A spokesperson for the Federal Motor Carrier Safety Administration gave some insights into what motor carriers can expect from the Safety Fitness Determination (SFD) rule, which the agency expects to publish in June.

Joe DeLorenzo speaking at the Omnitracs Outlook Conference this week.Joe DeLorenzo speaking at the Omnitracs Outlook Conference this week.

Joe DeLorenzo, FMCSA director, Office of Enforcement and Compliance, spoke at the Omnitracs Outlook user conference, Feb. 8-10 in Dallas.

Compliance, Safety, Accountability is a three-part program. The Safety Measurement System (SMS) and CSA intervention process comprise the first two parts; the SFD rule is the third, he said.

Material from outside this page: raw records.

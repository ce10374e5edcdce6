//! Error types for planning and collaborator calls

use thiserror::Error;

/// Failures raised by recipe/stock providers and the production service.
///
/// These are surfaced to the caller as-is; nothing in this crate retries.
#[derive(Debug, Error)]
pub enum ServiceError {
    #[error("service unavailable: {0}")]
    Unavailable(String),

    #[error("commit rejected: {0}")]
    Rejected(String),

    #[error("database error: {0}")]
    Database(#[from] rusqlite::Error),
}

/// Errors produced by the planner
#[derive(Debug, Error)]
pub enum PlannerError {
    #[error("validation failed: {0}")]
    Validation(String),

    #[error("insufficient stock for: {}", .ingredients.join(", "))]
    InsufficientStock { ingredients: Vec<String> },

    #[error(transparent)]
    Service(#[from] ServiceError),

    #[error("duplicate stock name '{name}' (items {first} and {second})")]
    DuplicateStock {
        name: String,
        first: String,
        second: String,
    },

    #[error("cannot {action} while {from}")]
    InvalidTransition { from: &'static str, action: &'static str },
}

impl PlannerError {
    pub(crate) fn validation(msg: impl Into<String>) -> Self {
        PlannerError::Validation(msg.into())
    }
}

pub type Result<T, E = PlannerError> = std::result::Result<T, E>;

SMS is a computerized process that identifies unsafe carriers by mapping violation data from 3.5 million roadside inspections that take place every year to seven assessment categories, called BASICs, and by using Peer Group rankings.

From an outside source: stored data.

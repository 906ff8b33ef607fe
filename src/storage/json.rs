//! Per-user JSON file storage.
//!
//! The legacy layout: a directory holding one `<user>.json` file per user.
//! Files written by older app versions load unchanged through the tolerant
//! decoder.
//!
//! # File Layout
//!
//! ```text
//! progress/
//!   .metadata.json   schema version and timestamps
//!   42.json          one record per user
//!   42.lock          advisory lock taken during read-modify-write
//! ```
//!
//! Writes go to a temporary file that is renamed over the record, so a
//! reader sees either the old or the new record, never a partial one. A
//! read-modify-write holds an exclusive `fs2` lock on the user's lock file,
//! which serializes updates across threads and processes alike.

use std::fs::{self, File, OpenOptions};
use std::io::{ErrorKind, Write};
use std::path::{Path, PathBuf};

use tracing::{debug, info, instrument, warn};

use super::schema::{DatabaseMetadata, SCHEMA_VERSION};
use super::{ProgressStore, UpdateFn};
use crate::config::{Config, SyncMode};
use crate::error::{ProgressError, Result, StorageError, ValidationError};
use crate::progress::{decode_progress, encode_progress, validate_user_id, UserProgress};
use crate::types::UserId;

const METADATA_FILE: &str = ".metadata.json";
const RECORD_EXTENSION: &str = "json";
const LOCK_EXTENSION: &str = "lock";
const TEMP_EXTENSION: &str = "json.tmp";

/// Directory of per-user JSON records.
#[derive(Debug)]
pub struct JsonFileStorage {
    dir: PathBuf,
    metadata: DatabaseMetadata,
    sync_mode: SyncMode,
}

impl JsonFileStorage {
    /// Opens or creates a record directory.
    ///
    /// An existing directory without metadata (written by an older app
    /// version) is adopted as-is.
    ///
    /// # Errors
    ///
    /// Returns an error if:
    /// - The directory cannot be created
    /// - The metadata file is unreadable
    /// - Schema version doesn't match
    #[instrument(skip(config), fields(path = %path.as_ref().display()))]
    pub fn open(path: impl AsRef<Path>, config: &Config) -> Result<Self> {
        let dir = path.as_ref().to_path_buf();
        fs::create_dir_all(&dir)?;

        let meta_path = dir.join(METADATA_FILE);
        let metadata = match fs::read(&meta_path) {
            Ok(bytes) => {
                let mut metadata: DatabaseMetadata = serde_json::from_slice(&bytes)
                    .map_err(|e| StorageError::corrupted(format!("Invalid metadata file: {}", e)))?;

                if !metadata.is_compatible() {
                    warn!(
                        expected = SCHEMA_VERSION,
                        found = metadata.schema_version,
                        "Schema version mismatch"
                    );
                    return Err(ProgressError::Storage(StorageError::SchemaVersionMismatch {
                        expected: SCHEMA_VERSION,
                        found: metadata.schema_version,
                    }));
                }

                metadata.touch();
                info!("Opened existing record directory");
                metadata
            }
            Err(e) if e.kind() == ErrorKind::NotFound => {
                info!("Initializing record directory");
                DatabaseMetadata::new()
            }
            Err(e) => return Err(e.into()),
        };

        let storage = Self {
            dir,
            metadata,
            sync_mode: config.sync_mode,
        };
        let bytes = serde_json::to_vec_pretty(&storage.metadata)?;
        storage.write_atomic(&meta_path, &storage.dir.join(".metadata.json.tmp"), &bytes)?;

        info!(schema_version = SCHEMA_VERSION, "Record directory ready");
        Ok(storage)
    }

    fn validate(user: &UserId) -> Result<()> {
        validate_user_id(user)?;
        if !user.is_file_safe() {
            return Err(ValidationError::invalid_field(
                "user_id",
                "must contain only ASCII letters, digits, '-' and '_'",
            )
            .into());
        }
        Ok(())
    }

    fn file_for(&self, user: &UserId, extension: &str) -> PathBuf {
        self.dir.join(format!("{}.{}", user.as_str(), extension))
    }

    fn read_record(&self, user: &UserId) -> Result<Option<UserProgress>> {
        match fs::read(self.file_for(user, RECORD_EXTENSION)) {
            Ok(bytes) => Ok(Some(decode_progress(&bytes))),
            Err(e) if e.kind() == ErrorKind::NotFound => Ok(None),
            Err(e) => Err(e.into()),
        }
    }

    fn write_record(&self, user: &UserId, progress: &UserProgress) -> Result<()> {
        let bytes = encode_progress(progress)?;
        self.write_atomic(
            &self.file_for(user, RECORD_EXTENSION),
            &self.file_for(user, TEMP_EXTENSION),
            &bytes,
        )?;
        debug!(user = %user, size = bytes.len(), "Record written");
        Ok(())
    }

    fn write_atomic(&self, path: &Path, temp: &Path, bytes: &[u8]) -> Result<()> {
        {
            let mut file = File::create(temp)?;
            file.write_all(bytes)?;
            if !self.sync_mode.is_fast() {
                file.sync_all()?;
            }
        }
        fs::rename(temp, path)?;

        // Make the rename itself durable
        #[cfg(unix)]
        {
            if self.sync_mode.is_paranoid() {
                File::open(&self.dir)?.sync_all()?;
            }
        }
        Ok(())
    }
}

/// Exclusive advisory lock on one user's lock file, released on drop.
struct UserLock {
    file: File,
}

impl UserLock {
    fn acquire(path: &Path) -> Result<Self> {
        let file = OpenOptions::new()
            .create(true)
            .read(true)
            .write(true)
            .truncate(false)
            .open(path)?;

        fs2::FileExt::lock_exclusive(&file).map_err(|e| {
            StorageError::lock(format!("cannot lock {}: {}", path.display(), e))
        })?;
        Ok(Self { file })
    }
}

impl Drop for UserLock {
    fn drop(&mut self) {
        if let Err(e) = fs2::FileExt::unlock(&self.file) {
            warn!(error = %e, "Failed to release record lock");
        }
    }
}

impl ProgressStore for JsonFileStorage {
    fn metadata(&self) -> &DatabaseMetadata {
        &self.metadata
    }

    #[instrument(skip(self))]
    fn close(self: Box<Self>) -> Result<()> {
        info!("Closing record directory");
        Ok(())
    }

    fn path(&self) -> Option<&Path> {
        Some(&self.dir)
    }

    fn get_progress(&self, user: &UserId) -> Result<Option<UserProgress>> {
        Self::validate(user)?;
        self.read_record(user)
    }

    fn save_progress(&self, user: &UserId, progress: &UserProgress) -> Result<()> {
        Self::validate(user)?;
        let _lock = UserLock::acquire(&self.file_for(user, LOCK_EXTENSION))?;
        self.write_record(user, progress)
    }

    #[instrument(skip(self, update), fields(user = %user))]
    fn update_progress(&self, user: &UserId, update: &mut UpdateFn<'_>) -> Result<UserProgress> {
        Self::validate(user)?;
        let _lock = UserLock::acquire(&self.file_for(user, LOCK_EXTENSION))?;

        let mut progress = self.read_record(user)?.unwrap_or_default();
        update(&mut progress)?;
        self.write_record(user, &progress)?;
        Ok(progress)
    }

    fn list_users(&self) -> Result<Vec<UserId>> {
        let mut users = Vec::new();
        for entry in fs::read_dir(&self.dir)? {
            let path = entry?.path();
            if path.extension().and_then(|e| e.to_str()) != Some(RECORD_EXTENSION) {
                continue;
            }
            let Some(stem) = path.file_stem().and_then(|s| s.to_str()) else {
                continue;
            };
            let user = UserId::new(stem);
            if user.is_file_safe() && path.is_file() {
                users.push(user);
            }
        }
        users.sort();
        Ok(users)
    }
}

#[cfg(test)]
mod tests {
    use super::*;
    use std::sync::Arc;
    use std::thread;
    use tempfile::tempdir;

    fn open(path: &Path) -> JsonFileStorage {
        JsonFileStorage::open(path, &Config::with_json_files()).unwrap()
    }

    fn user(id: &str) -> UserId {
        UserId::new(id)
    }

    #[test]
    fn test_open_creates_directory_and_metadata() {
        let dir = tempdir().unwrap();
        let path = dir.path().join("progress");

        let storage = open(&path);

        assert!(path.join(METADATA_FILE).is_file());
        assert_eq!(storage.metadata().schema_version, SCHEMA_VERSION);
        assert_eq!(storage.path(), Some(path.as_path()));
    }

    #[test]
    fn test_reopen_preserves_created_at() {
        let dir = tempdir().unwrap();
        let created_at = open(dir.path()).metadata().created_at;

        std::thread::sleep(std::time::Duration::from_millis(10));
        let storage = open(dir.path());

        assert_eq!(storage.metadata().created_at, created_at);
        assert!(storage.metadata().last_opened_at > created_at);
    }

    #[test]
    fn test_schema_mismatch() {
        let dir = tempdir().unwrap();
        let meta = DatabaseMetadata {
            schema_version: 9,
            ..DatabaseMetadata::new()
        };
        fs::write(
            dir.path().join(METADATA_FILE),
            serde_json::to_vec(&meta).unwrap(),
        )
        .unwrap();

        let err = JsonFileStorage::open(dir.path(), &Config::with_json_files()).unwrap_err();
        assert!(matches!(
            err,
            ProgressError::Storage(StorageError::SchemaVersionMismatch { found: 9, .. })
        ));
    }

    #[test]
    fn test_corrupted_metadata() {
        let dir = tempdir().unwrap();
        fs::write(dir.path().join(METADATA_FILE), b"not json").unwrap();

        let err = JsonFileStorage::open(dir.path(), &Config::with_json_files()).unwrap_err();
        assert!(err.is_storage());
    }

    #[test]
    fn test_reads_legacy_file() {
        let dir = tempdir().unwrap();
        fs::write(
            dir.path().join("42.json"),
            br#"{
                "earned_badges": ["streak_3", "entries_5"],
                "earned_dates": {"streak_3": "May 03, 2025", "entries_5": "May 03, 2025"},
                "shown_badges": ["streak_3"],
                "current_streak": 3,
                "longest_streak": 3,
                "last_entry_date": "2025-05-03",
                "entry_count": 5,
                "mood_log_count": 0,
                "breathing_sessions": 0,
                "cbt_insights_received": 1
            }"#,
        )
        .unwrap();

        let storage = open(dir.path());
        let progress = storage.get_progress(&user("42")).unwrap().unwrap();

        assert_eq!(progress.current_streak, 3);
        assert!(progress.has_badge("entries_5"));
        assert_eq!(progress.counters.entry_count, 5);
        assert_eq!(progress.counters.insights_received, 1);
        assert_eq!(storage.list_users().unwrap(), vec![user("42")]);
    }

    #[test]
    fn test_malformed_file_reads_as_default() {
        let dir = tempdir().unwrap();
        fs::write(dir.path().join("5.json"), b"{{{{").unwrap();

        let storage = open(dir.path());
        assert_eq!(
            storage.get_progress(&user("5")).unwrap(),
            Some(UserProgress::default())
        );
    }

    #[test]
    fn test_missing_file_is_none() {
        let dir = tempdir().unwrap();
        let storage = open(dir.path());
        assert!(storage.get_progress(&user("5")).unwrap().is_none());
    }

    #[test]
    fn test_update_writes_file() {
        let dir = tempdir().unwrap();
        let storage = open(dir.path());

        storage
            .update_progress(&user("5"), &mut |p| {
                p.total_xp = 40;
                Ok(())
            })
            .unwrap();

        let raw = fs::read(dir.path().join("5.json")).unwrap();
        let value: serde_json::Value = serde_json::from_slice(&raw).unwrap();
        assert_eq!(value["total_xp"], 40);
        assert!(!dir.path().join("5.json.tmp").exists());
    }

    #[test]
    fn test_update_error_keeps_old_file() {
        let dir = tempdir().unwrap();
        let storage = open(dir.path());
        let progress = UserProgress {
            total_xp: 7,
            ..Default::default()
        };
        storage.save_progress(&user("5"), &progress).unwrap();

        let result = storage.update_progress(&user("5"), &mut |p| {
            p.total_xp = 1000;
            Err(ValidationError::required_field("reason").into())
        });

        assert!(result.is_err());
        assert_eq!(storage.get_progress(&user("5")).unwrap(), Some(progress));
    }

    #[test]
    fn test_unsafe_user_ids_rejected() {
        let dir = tempdir().unwrap();
        let storage = open(dir.path());

        for id in ["../escape", "a/b", "a b", ".hidden", ""] {
            let err = storage.get_progress(&user(id)).unwrap_err();
            assert!(err.is_validation(), "{:?} should be rejected", id);
        }
    }

    #[test]
    fn test_list_users_skips_other_files() {
        let dir = tempdir().unwrap();
        let storage = open(dir.path());
        storage.save_progress(&user("b"), &UserProgress::default()).unwrap();
        storage.save_progress(&user("a"), &UserProgress::default()).unwrap();
        fs::write(dir.path().join("notes.txt"), b"x").unwrap();
        fs::write(dir.path().join("bad name.json"), b"{}").unwrap();

        assert_eq!(storage.list_users().unwrap(), vec![user("a"), user("b")]);
    }

    #[test]
    fn test_concurrent_updates_across_handles_are_not_lost() {
        let dir = tempdir().unwrap();
        let handles: Vec<Arc<JsonFileStorage>> =
            (0..2).map(|_| Arc::new(open(dir.path()))).collect();

        let threads: Vec<_> = (0..8)
            .map(|i| {
                let storage = Arc::clone(&handles[i % 2]);
                thread::spawn(move || {
                    for _ in 0..25 {
                        storage
                            .update_progress(&UserId::new("shared"), &mut |p| {
                                p.total_xp += 1;
                                Ok(())
                            })
                            .unwrap();
                    }
                })
            })
            .collect();

        for t in threads {
            t.join().unwrap();
        }

        let progress = handles[0].get_progress(&user("shared")).unwrap().unwrap();
        assert_eq!(progress.total_xp, 200);
    }
}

Carriers identified by SMS as unsafe are prioritized for CSA interventions in the form of warning letters, onsite investigations and compliance reviews. With only 325 human resources to conduct CSA interventions, the challenge for FMCSA, and thus the need for the SFD rule, is to reach more carriers and have more current safety ratings for the 525,000 active motor carriers in its database, he said.

When the Safety Fitness Determination rule is published, the agency will have the legal authority to assign monthly safety ratings — satisfactory, conditional or unsatisfactory — to carriers based on an algorithm rather than conducting manual compliance reviews.

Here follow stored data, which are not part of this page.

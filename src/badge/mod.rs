//! Badge rules.
//!
//! A **badge** unlocks once, when the counter behind its category reaches the
//! badge's requirement. A [`Trigger`] names the category and carries the
//! current counter value; [`unlockable`] lists the badges that trigger would
//! unlock for a given record. Applying the unlock (dates, XP) is done by
//! [`ProgressUpdate::evaluate`](crate::ProgressUpdate::evaluate).

pub mod definitions;

pub use definitions::{BadgeCategory, BadgeDefinition, BADGES};

use std::collections::BTreeMap;

use serde::Serialize;

use crate::error::{NotFoundError, ProgressError};
use crate::progress::UserProgress;
use crate::xp::{LevelInfo, LevelTable};

/// The user action (and its counter) that causes badge evaluation.
#[derive(Clone, Copy, Debug, PartialEq, Eq, Hash)]
pub enum Trigger {
    /// Current journaling streak in days.
    Streak(u32),
    /// Total journal entries.
    Entries(u64),
    /// Total mood logs.
    Mood(u64),
    /// An entry was analyzed and produced an insight.
    InsightGenerated,
    /// A breathing exercise was completed.
    BreathingCompleted,
    /// Distinct login days.
    Login(u64),
    /// Current level.
    Level(u32),
}

impl Trigger {
    /// Category of badges this trigger evaluates.
    pub const fn category(&self) -> BadgeCategory {
        match self {
            Self::Streak(_) => BadgeCategory::Streak,
            Self::Entries(_) => BadgeCategory::Entries,
            Self::Mood(_) => BadgeCategory::Mood,
            Self::InsightGenerated => BadgeCategory::Insight,
            Self::BreathingCompleted => BadgeCategory::Breathing,
            Self::Login(_) => BadgeCategory::Login,
            Self::Level(_) => BadgeCategory::Progress,
        }
    }

    /// Counter value compared against badge requirements.
    pub const fn counter(&self) -> u64 {
        match self {
            Self::Streak(days) => *days as u64,
            Self::Entries(n) | Self::Mood(n) | Self::Login(n) => *n,
            Self::InsightGenerated | Self::BreathingCompleted => 1,
            Self::Level(level) => *level as u64,
        }
    }
}

/// Looks up a badge in the static table.
pub fn find_badge(id: &str) -> Option<&'static BadgeDefinition> {
    BADGES.iter().find(|b| b.id == id)
}

/// Looks up a badge in the static table, failing for unknown ids.
pub fn badge(id: &str) -> Result<&'static BadgeDefinition, ProgressError> {
    find_badge(id).ok_or_else(|| NotFoundError::badge(id).into())
}

/// Badges the trigger would unlock for this record, in table order.
///
/// A badge qualifies when its category matches, the counter meets the
/// requirement, and the record does not hold it yet.
pub fn unlockable<'a>(
    progress: &'a UserProgress,
    trigger: Trigger,
) -> impl Iterator<Item = &'static BadgeDefinition> + 'a {
    let category = trigger.category();
    let counter = trigger.counter();
    BADGES.iter().filter(move |b| {
        b.category == category && counter >= b.requirement && !progress.has_badge(b.id)
    })
}

/// A badge as shown on the badges page.
#[derive(Clone, Debug, PartialEq, Eq, Serialize)]
pub struct BadgeView {
    /// The static definition.
    pub badge: &'static BadgeDefinition,
    /// Whether the user holds it.
    pub earned: bool,
    /// When it was earned, long-form.
    pub earned_date: Option<String>,
}

/// Everything the badges page needs for one user.
#[derive(Clone, Debug, PartialEq, Eq, Serialize)]
pub struct BadgeSummary {
    /// Earned badges, in table order.
    pub earned: Vec<BadgeView>,
    /// Every badge, in table order.
    pub all: Vec<BadgeView>,
    /// Every badge grouped by category.
    pub by_category: BTreeMap<BadgeCategory, Vec<BadgeView>>,
    /// Current journaling streak.
    pub current_streak: u32,
    /// Longest journaling streak.
    pub longest_streak: u32,
    /// Total journal entries.
    pub entry_count: u64,
    /// Total XP.
    pub total_xp: u64,
    /// Level snapshot.
    pub level: LevelInfo,
}

impl BadgeSummary {
    /// Builds the summary for a record.
    ///
    /// Identifiers in the record that are not in the badge table are
    /// ignored.
    pub fn for_progress(progress: &UserProgress) -> Self {
        let all: Vec<BadgeView> = BADGES
            .iter()
            .map(|badge| BadgeView {
                badge,
                earned: progress.has_badge(badge.id),
                earned_date: progress.earned_dates.get(badge.id).cloned(),
            })
            .collect();

        let earned = all.iter().filter(|v| v.earned).cloned().collect();

        let mut by_category: BTreeMap<BadgeCategory, Vec<BadgeView>> = BTreeMap::new();
        for view in &all {
            by_category
                .entry(view.badge.category)
                .or_default()
                .push(view.clone());
        }

        Self {
            earned,
            all,
            by_category,
            current_streak: progress.current_streak,
            longest_streak: progress.longest_streak,
            entry_count: progress.counters.entry_count,
            total_xp: progress.total_xp,
            level: LevelTable::standard().info(progress.total_xp),
        }
    }
}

To determine safety ratings, FMCSA will look for patterns of behaviors and violations in specific areas. Six of the seven BASICs show positive correlation with crashes, he said, offering up the Unsafe Driving and the Driver Fitness as examples.

Some in the transportation industry have argued that crash correlation exists only for three BASICs. DeLorenzo sidestepped this controversy by using speeding as a prime example of the type of patterns that could impact carrier safety ratings. Speeding violations are assigned to the Unsafe Driving BASIC.

DeLorenzo also debunked the myth that Peer Group percentiles will be used to determine safety fitness.

“That is the relative part of system,” he said. “I get that people don’t want to have a moving target when they are trying to figure out what their rating is going to be.”

Rather, safety fitness determinations will be derived from problems motor carriers are having in specific areas, over a certain point in time, he said.

“My suspicion is that when it comes to the SFD, I’m probably not going to run into a lot of issues with people in this room,” he said. Fleets who attended the Omnitracs Outlook conference use technologies such as critical event reporting and electronic logs for safety and compliance.

DeLorenzo also touched on how FMCSA is using crash data for SMS scores and how crashes will impact safety fitness ratings. The agency submitted a detailed report to Congress in January that explains how crashes are weighted in the SMS, he said.

Scores for the Crash Indicator BASIC are not displayed publicly on the CSA website but are listed privately for motor carriers to review. About 120,000 crashes that involve commercial motor vehicles are reported into SMS every year, but “we don’t make any determination as to what a carrier’s role in a crash is,” he emphasized.

Only crashes that involve an investigation can affect the safety rating of carriers, he said, but those with crashes tend to have more crashes.

“(Crash frequency) is a pretty good predictor to see exactly how things are working there,” he cautioned.

The agency is conducting a study to determine if Police Accident Reports can be used for assigning accountability for crashes. The study is ongoing, but DeLorenzo said the agency does not get PARs on all crashes and the data quality is suspect. As part of the study, the agency compared PARs to Fatal Accident Reports to validate the data.

“There is a fair amount of mismatch with data. We are not sure which one is right,” he added. “Every crash is different and not every crash is an easy crash. It turns out to be complicated.”

The FMCSA is looking for comments on what other sources of data could be used to determine crash accountability. It wants to collect responses by the end of the month, though “we are probably going to extend (the deadline),” he said.

In summary, DeLorenzo said the SFD rule will establish procedures for how the agency will use data in the SMS to identify patterns of violations. For cases where the data is incorrect, he urged motor carriers to use the Data Q system to ask for corrections.

“The system is there for you to help us to make sure the data is good,” he said.